Cela fait maintenant un an. Voyez-vous des résultats? Avez-vous des données dont vous pourriez nous faire part à ce sujet? Une bonne partie de votre présentation de 10 minutes reprenait beaucoup de choses dont nous avons discuté autour de cette table et des réflexions que nous nous sommes faites.
C’est maintenant une loi. Cela s’est fait en avril, il y a environ une semaine, alors c’est tout récent. Le projet de loi a été adopté, il a reçu la sanction royale l’an dernier et c’est devenu une loi cette année. Le plan est maintenant un cadre de travail. Bien simplement, disons que c’est notre feuille de route en matière de développement à long terme. Il établit comment nous voulons nous développer en tant que nation. C’est un ensemble d’objectifs et de mesures permettant d’évaluer l'atteinte de ces objectifs assorti d'une obligation pour le gouvernement de fixer des jalons relativement aux progrès accomplis. Le cadre est lié au cycle électoral. Il renvoie donc au processus démocratique. Il ne peut être dictatorial; il renvoie concrètement au processus démocratique.

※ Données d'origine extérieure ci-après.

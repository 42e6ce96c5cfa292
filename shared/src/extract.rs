//! Extraction of typed advisory results from free-form model replies
//!
//! Generative models do not reliably answer with bare JSON: replies may be
//! wrapped in prose or Markdown code fences. Extraction therefore slices from
//! the first `{` to the last `}` and parses that substring strictly.
//!
//! Known limitation: the slice is a heuristic, not a brace matcher. A stray
//! `}` after the real object, or unbalanced braces inside string values,
//! produce a slice that fails to parse. That case surfaces as an
//! [`ExtractionError`] and the caller falls back; it is never repaired.

use chrono::NaiveDate;
use serde::de::DeserializeOwned;
use serde::Deserialize;
use serde_json::Value;
use thiserror::Error;

use crate::models::{
    normalize_soil_type, CropRecommendation, CropRecommendationSet, FallbackReason, Feature,
    FertilizerRecommendation, IrrigationRecommendation, IrrigationSchedule, NitrateAlert,
    NitrateStatus, NutrientPlan, RiskLevel, SoilClassification, UNKNOWN_SOIL_TYPE,
};
use crate::validation::{
    validate_confidence_percent, validate_non_negative, validate_suitability_score,
};

/// Why a model reply could not be turned into a typed result
#[derive(Debug, Clone, PartialEq, Error)]
pub enum ExtractionError {
    #[error("no JSON object found in model reply")]
    NoJsonObject,

    #[error("invalid JSON in model reply: {0}")]
    InvalidJson(String),

    #[error("unexpected response shape: {0}")]
    Schema(String),
}

/// Locate the candidate JSON object: first `{` through last `}` inclusive
pub fn locate_json_object(raw: &str) -> Option<&str> {
    let start = raw.find('{')?;
    let end = raw.rfind('}')?;
    if end < start {
        return None;
    }
    Some(&raw[start..=end])
}

/// Slice and strictly parse the JSON object embedded in `raw`
pub fn extract_json(raw: &str) -> Result<Value, ExtractionError> {
    let candidate = locate_json_object(raw).ok_or(ExtractionError::NoJsonObject)?;
    serde_json::from_str(candidate).map_err(|e| ExtractionError::InvalidJson(e.to_string()))
}

/// Extract a typed result of the given shape from a raw model reply
pub fn extract<S: ExpectedShape>(raw: &str, shape: &S) -> Result<S::Output, ExtractionError> {
    let value = extract_json(raw)?;
    shape.parse(value)
}

/// Deserialize a JSON value, reporting missing or mistyped keys as schema errors
fn from_value<T: DeserializeOwned>(value: Value) -> Result<T, ExtractionError> {
    serde_json::from_value(value).map_err(|e| ExtractionError::Schema(e.to_string()))
}

fn check(field: &str, index: usize, result: Result<(), &'static str>) -> Result<(), ExtractionError> {
    result.map_err(|msg| ExtractionError::Schema(format!("{}[{}]: {}", field, index, msg)))
}

fn require_items<T>(field: &str, items: &[T]) -> Result<(), ExtractionError> {
    if items.is_empty() {
        return Err(ExtractionError::Schema(format!("{} must not be empty", field)));
    }
    Ok(())
}

/// The documented JSON contract of one advisory feature.
///
/// A shape knows how to turn the parsed reply into its domain value and
/// which placeholder to hand out when that fails.
pub trait ExpectedShape {
    type Output;

    fn feature(&self) -> Feature;

    /// Convert the parsed JSON object, rejecting missing keys, wrong types and
    /// out-of-range values
    fn parse(&self, value: Value) -> Result<Self::Output, ExtractionError>;

    /// Well-formed, non-empty placeholder whose text names the failure
    fn fallback(&self, reason: &FallbackReason) -> Self::Output;
}

// ============================================================================
// Crop Recommendation
// ============================================================================

/// `{"recommendations": [{"crop_name", "reasoning", "suitability_score"}, ...]}`
#[derive(Debug, Clone, Copy, Default)]
pub struct CropRecommendationShape;

impl ExpectedShape for CropRecommendationShape {
    type Output = CropRecommendationSet;

    fn feature(&self) -> Feature {
        Feature::CropRecommendation
    }

    fn parse(&self, value: Value) -> Result<Self::Output, ExtractionError> {
        let set: CropRecommendationSet = from_value(value)?;
        require_items("recommendations", &set.recommendations)?;
        for (i, rec) in set.recommendations.iter().enumerate() {
            check(
                "recommendations",
                i,
                validate_suitability_score(rec.suitability_score),
            )?;
        }
        Ok(set)
    }

    fn fallback(&self, reason: &FallbackReason) -> Self::Output {
        CropRecommendationSet {
            recommendations: vec![CropRecommendation {
                crop_name: "Error".to_string(),
                reasoning: reason.message(self.feature()),
                suitability_score: 0.0,
            }],
        }
    }
}

// ============================================================================
// Nutrient Plan
// ============================================================================

/// `{"plan_details": [{"fertilizer_type", "application_stage", "quantity_per_acre_kg", "notes"}, ...]}`
#[derive(Debug, Clone, Copy, Default)]
pub struct NutrientPlanShape;

impl ExpectedShape for NutrientPlanShape {
    type Output = NutrientPlan;

    fn feature(&self) -> Feature {
        Feature::NutrientPlan
    }

    fn parse(&self, value: Value) -> Result<Self::Output, ExtractionError> {
        let plan: NutrientPlan = from_value(value)?;
        require_items("plan_details", &plan.plan_details)?;
        for (i, rec) in plan.plan_details.iter().enumerate() {
            check(
                "plan_details",
                i,
                validate_non_negative(rec.quantity_per_acre_kg),
            )?;
        }
        Ok(plan)
    }

    fn fallback(&self, reason: &FallbackReason) -> Self::Output {
        NutrientPlan {
            plan_details: vec![FertilizerRecommendation {
                fertilizer_type: "Error".to_string(),
                application_stage: "N/A".to_string(),
                quantity_per_acre_kg: 0.0,
                notes: reason.message(self.feature()),
            }],
        }
    }
}

// ============================================================================
// Irrigation Schedule
// ============================================================================

/// `{"schedule": [{"next_irrigation_date", "duration_minutes", "water_amount_mm", "reasoning"}, ...]}`
#[derive(Debug, Clone, Copy)]
pub struct IrrigationScheduleShape {
    /// Date placed on the fallback event
    pub today: NaiveDate,
}

impl ExpectedShape for IrrigationScheduleShape {
    type Output = IrrigationSchedule;

    fn feature(&self) -> Feature {
        Feature::IrrigationSchedule
    }

    fn parse(&self, value: Value) -> Result<Self::Output, ExtractionError> {
        let schedule: IrrigationSchedule = from_value(value)?;
        require_items("schedule", &schedule.schedule)?;
        for (i, event) in schedule.schedule.iter().enumerate() {
            check("schedule", i, validate_non_negative(event.duration_minutes))?;
            check("schedule", i, validate_non_negative(event.water_amount_mm))?;
        }
        Ok(schedule)
    }

    fn fallback(&self, reason: &FallbackReason) -> Self::Output {
        IrrigationSchedule {
            schedule: vec![IrrigationRecommendation {
                next_irrigation_date: self.today,
                duration_minutes: 0.0,
                water_amount_mm: 0.0,
                reasoning: reason.message(self.feature()),
            }],
        }
    }
}

// ============================================================================
// Nitrate Status
// ============================================================================

#[derive(Deserialize)]
struct NitrateReply {
    // Accepted for contract compatibility; the measured level always wins.
    #[serde(default)]
    #[allow(dead_code)]
    current_nitrate_level_ppm: Option<f64>,
    alert: AlertReply,
    notes: String,
}

#[derive(Deserialize)]
struct AlertReply {
    risk_level: String,
    message: String,
}

/// `{"current_nitrate_level_ppm": number, "alert": {"risk_level", "message"}, "notes"}`
#[derive(Debug, Clone, Copy)]
pub struct NitrateStatusShape {
    /// Level taken from the reading bundle
    pub measured_ppm: f64,
}

impl ExpectedShape for NitrateStatusShape {
    type Output = NitrateStatus;

    fn feature(&self) -> Feature {
        Feature::NitrateStatus
    }

    fn parse(&self, value: Value) -> Result<Self::Output, ExtractionError> {
        let reply: NitrateReply = from_value(value)?;
        let risk_level = RiskLevel::parse(&reply.alert.risk_level).ok_or_else(|| {
            ExtractionError::Schema(format!("unknown risk_level: {}", reply.alert.risk_level))
        })?;

        Ok(NitrateStatus {
            current_nitrate_level_ppm: self.measured_ppm,
            alert: NitrateAlert {
                risk_level,
                message: reply.alert.message,
            },
            notes: reply.notes,
        })
    }

    fn fallback(&self, reason: &FallbackReason) -> Self::Output {
        NitrateStatus {
            current_nitrate_level_ppm: self.measured_ppm,
            alert: NitrateAlert {
                risk_level: RiskLevel::Error,
                message: reason.message(self.feature()),
            },
            notes: format!(
                "Measured nitrate level is {} ppm. No risk assessment could be produced.",
                self.measured_ppm
            ),
        }
    }
}

// ============================================================================
// Soil Classification
// ============================================================================

#[derive(Deserialize)]
struct SoilReply {
    soil_type: String,
    confidence: f64,
}

/// `{"soil_type": str, "confidence": number 0-100}`
#[derive(Debug, Clone, Copy, Default)]
pub struct SoilClassificationShape;

impl ExpectedShape for SoilClassificationShape {
    type Output = SoilClassification;

    fn feature(&self) -> Feature {
        Feature::SoilClassification
    }

    fn parse(&self, value: Value) -> Result<Self::Output, ExtractionError> {
        let reply: SoilReply = from_value(value)?;
        validate_confidence_percent(reply.confidence)
            .map_err(|msg| ExtractionError::Schema(msg.to_string()))?;

        Ok(SoilClassification {
            soil_type: normalize_soil_type(&reply.soil_type).to_string(),
            confidence: reply.confidence / 100.0,
            message: String::new(),
        })
    }

    fn fallback(&self, reason: &FallbackReason) -> Self::Output {
        SoilClassification {
            soil_type: UNKNOWN_SOIL_TYPE.to_string(),
            confidence: 0.0,
            message: reason.message(self.feature()),
        }
    }
}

Notre expérience avec les partis politiques en ce qui concerne l’intégration de ces mesures dans la loi a été… Comme l’un des partis de l’opposition l’a formulé: « Vous savez, nous ne sommes pas en désaccord sur ce que nous cherchons à réaliser à long terme, mais nos opinions divergent quant à la façon d’y arriver. » C’est ce que l’on appelle de la politique.
Bref, la loi fixe notre itinéraire en matière de développement à long terme. Il y aura de longs débats et de longues discussions de nature politique au sujet de la façon de procéder et des mécanismes les mieux indiqués pour faire des progrès par rapport aux jalons qui ont été fixés. Ce que nous avons tenté de faire, c’est de jeter les bases d’un consensus au sujet de ce que nous souhaitons réaliser en tant que nation, de mettre en place des mesures bien définies et de clarifier la façon d’arriver à ces fins. Le principe consistant à intégrer les collectivités au processus décisionnel fait partie de ces façons de faire.
Pour résumer ce que vous venez de dire, une loi a plus de mordant qu’une politique, qu’une stratégie ou qu’un statut. Croyez-vous que nous aurions avantage à procéder de la sorte?
Tout à fait. Auparavant, la dynamique en était une que je désignais comme le devoir du copier-coller. En d’autres mots, les fonctionnaires copiaient les énoncés et les collaient dans les documents des nouvelles politiques, et c’est à cela que se résumait la mise en œuvre du développement durable. On se contentait de reprendre ces énoncés dans les introductions des documents pour laisser entendre que la nouvelle politique était conforme à notre devoir à l'égard du développement durable. Ce que nous avons maintenant est beaucoup plus clair et beaucoup mieux focalisé sur ce que nous tentons d’accomplir, et la loi est assortie de mesures pour suivre les progrès réalisés en ce sens.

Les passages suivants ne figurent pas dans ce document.